This is how I've done in my website:
- Setup a website on IIS with an ASP.NET application pool
- Set the binding host to
your.domain.com
- Note: you cannot use
domain.com
or else the sub-domain will not be cookieless
- Create a folder on the website called
Static
- Setup another website, point it to
Static
folder created earlier.
- Set the binding host to
static.domain.com
- Use an application pool with unmanaged code
- On the settings open Session State and check
Not enabled
.
Now you have a static website. To setup open the web.config
file under Static
folder and replace with this one:
<?xml version="1.0" encoding="UTF-8"?>
<configuration>
<system.web>
<sessionState mode="Off" />
<pages enableSessionState="false" validateRequest="false" />
<roleManager>
<providers>
<remove name="AspNetWindowsTokenRoleProvider" />
</providers>
</roleManager>
</system.web>
<system.webServer>
<staticContent>
<clientCache cacheControlMode="UseMaxAge" cacheControlMaxAge="30.00:00:00" />
</staticContent>
<httpProtocol>
<customHeaders>
<remove name="X-Powered-By" />
</customHeaders>
</httpProtocol>
</system.webServer>
</configuration>
This is going to cache the files for 30 days, remove a RoleManager (I don't know if it changes anything but I removed all I could find), and remove an item from Response Headers.

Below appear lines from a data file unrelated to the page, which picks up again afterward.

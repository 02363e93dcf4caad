//! Operation registry

use std::collections::HashMap;
use std::fmt::Write as _;
use std::sync::Arc;

use reckon_core::{CalcError, Value};

use crate::{EvalContext, OperationMeta, OperationPlugin};

/// Central operation registry
///
/// Lookup is case-insensitive. Unknown names come back with a
/// "did you mean" suggestion when something similar is registered.
pub struct OperationRegistry {
    operations: HashMap<String, Arc<dyn OperationPlugin>>,
}

impl OperationRegistry {
    pub fn new() -> Self {
        Self {
            operations: HashMap::new(),
        }
    }

    pub fn with_operation<O: OperationPlugin + 'static>(mut self, op: O) -> Self {
        let name = op.meta().name.to_lowercase();
        self.operations.insert(name, Arc::new(op));
        self
    }

    pub fn get_operation(&self, name: &str) -> Option<&dyn OperationPlugin> {
        self.operations.get(&name.to_lowercase()).map(|op| op.as_ref())
    }

    pub fn call_operation(
        &self,
        name: &str,
        args: &[Value],
        ctx: &EvalContext,
    ) -> Result<Value, CalcError> {
        match self.get_operation(name) {
            Some(op) => op.call(args, ctx),
            None => Err(self.unknown_operation(name)),
        }
    }

    /// Render help for one operation, or an index of all of them
    pub fn help(&self, name: Option<&str>) -> Result<String, CalcError> {
        match name {
            Some(n) => self.help_for(n),
            None => Ok(self.general_help()),
        }
    }

    /// All registered metadata, optionally filtered by category
    pub fn list_operations(&self, category: Option<&str>) -> Vec<OperationMeta> {
        let mut metas: Vec<OperationMeta> = self
            .operations
            .values()
            .map(|op| op.meta())
            .filter(|m| category.map_or(true, |c| m.category == c))
            .collect();
        metas.sort_by_key(|m| m.name);
        metas
    }

    fn help_for(&self, name: &str) -> Result<String, CalcError> {
        let meta = self
            .get_operation(name)
            .map(|op| op.meta())
            .ok_or_else(|| self.unknown_operation(name))?;

        let mut out = String::new();
        let _ = writeln!(out, "{} — {}", meta.name, meta.description);
        let _ = writeln!(out, "usage: {}", meta.usage);
        for arg in meta.args {
            let opt = if arg.optional { " (optional)" } else { "" };
            let _ = writeln!(out, "  {}: {}{} — {}", arg.name, arg.typ, opt, arg.description);
        }
        let _ = writeln!(out, "returns: {}", meta.returns);
        for example in meta.examples {
            let _ = writeln!(out, "example: {}", example);
        }
        if !meta.related.is_empty() {
            let _ = writeln!(out, "related: {}", meta.related.join(", "));
        }
        Ok(out)
    }

    fn general_help(&self) -> String {
        let mut out = String::new();
        let _ = writeln!(out, "Available operations:");
        for meta in self.list_operations(None) {
            let _ = writeln!(out, "  {:<12} {}", meta.name, meta.description);
        }
        let _ = writeln!(out, "Use help <operation> for details.");
        out
    }

    fn unknown_operation(&self, name: &str) -> CalcError {
        let similar = self.find_similar_operations(name);
        let err = CalcError::undefined_operation(name);
        if similar.is_empty() {
            err
        } else {
            let hints: Vec<&str> = similar.iter().take(3).map(|s| s.as_str()).collect();
            err.with_suggestion(format!("did you mean {}?", hints.join(", ")))
        }
    }

    /// Find operation names similar to the given name (for error hints)
    fn find_similar_operations(&self, name: &str) -> Vec<String> {
        let name_lower = name.to_lowercase();
        let mut matches: Vec<(String, usize)> = self
            .operations
            .keys()
            .filter_map(|candidate| {
                let score = Self::similarity_score(&name_lower, candidate);
                if score > 0 {
                    Some((candidate.clone(), score))
                } else {
                    None
                }
            })
            .collect();

        matches.sort_by(|a, b| b.1.cmp(&a.1));
        matches.into_iter().map(|(n, _)| n).collect()
    }

    /// Calculate similarity score between two names
    fn similarity_score(query: &str, candidate: &str) -> usize {
        let mut score = 0;

        if candidate.starts_with(query) {
            score += 100;
        } else if candidate.contains(query) {
            score += 50;
        } else if query.contains(candidate) {
            score += 30;
        }

        let query_chars: std::collections::HashSet<char> = query.chars().collect();
        let candidate_chars: std::collections::HashSet<char> = candidate.chars().collect();
        let common = query_chars.intersection(&candidate_chars).count();
        score += common * 2;

        let len_diff = (query.len() as i32 - candidate.len() as i32).unsigned_abs() as usize;
        if len_diff < 5 && score > 0 {
            score += 5 - len_diff;
        }

        score
    }
}

impl Default for OperationRegistry {
    fn default() -> Self {
        Self::new()
    }
}
//! Operation plugin traits

use reckon_core::{CalcError, Value};
use serde::Serialize;

use crate::EvalContext;

/// Metadata about an operation argument
#[derive(Debug, Clone, Serialize)]
pub struct ArgMeta {
    pub name: &'static str,
    pub typ: &'static str,
    pub description: &'static str,
    pub optional: bool,
}

impl ArgMeta {
    pub const fn required(name: &'static str, typ: &'static str, description: &'static str) -> Self {
        Self {
            name,
            typ,
            description,
            optional: false,
        }
    }

    pub const fn optional(name: &'static str, typ: &'static str, description: &'static str) -> Self {
        Self {
            name,
            typ,
            description,
            optional: true,
        }
    }
}

/// Metadata for an operation plugin
#[derive(Debug, Clone, Serialize)]
pub struct OperationMeta {
    pub name: &'static str,
    pub description: &'static str,
    pub usage: &'static str,
    pub args: &'static [ArgMeta],
    pub returns: &'static str,
    pub examples: &'static [&'static str],
    pub category: &'static str,
    pub related: &'static [&'static str],
}

/// A single calculator operation
///
/// Operations are pure: they read their arguments and the context, and
/// either produce a `Value` or a structured error. Side effects (history,
/// display) belong to the caller.
pub trait OperationPlugin: Send + Sync {
    fn meta(&self) -> OperationMeta;
    fn call(&self, args: &[Value], ctx: &EvalContext) -> Result<Value, CalcError>;
}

But here is a problem, your content will be cached even when a new version is deployed, so to avoid this I made an helper method for MVC. Basically you have to append some QueryString that will change every time you change these files.
default.css?v=1 ?v=2 ...
My MVC method gets the last write date and appends on the file url:
public static string GetContent(this UrlHelper url, string link)
{
link = link.ToLower();
// last write date ticks to hex
var cacheBreaker = Convert.ToString(File.GetLastWriteTimeUtc(url.RequestContext.HttpContext.Request.MapPath(link)).Ticks, 16);
// static folder is in the website folders, but instead of
// www.domain.com/static/default.css I convert to
// static.domain.com/default.css
if (link.StartsWith("~/static", StringComparison.InvariantCultureIgnoreCase))
{
var host = url.RequestContext.HttpContext.Request.Url.Host;
host = String.Format("static.{0}", host.Substring(host.IndexOf('.') + 1));
link = String.Format("http://{0}/{1}", host, link.Substring(9));
// returns the file URL in static domain
return String.Format("{0}?v={1}", link, cacheBreaker);
}
// returns file url in normal domain
return String.Format("{0}?v={1}", url.Content(link), cacheBreaker);
}
And to use it (MVC3 Razor):
<link href="@Url.GetContent("~/static/default.css")" rel="stylesheet" type="text/css" />
If you are using another kind of application you can do the same, make a method that to append HtmlLink on the page.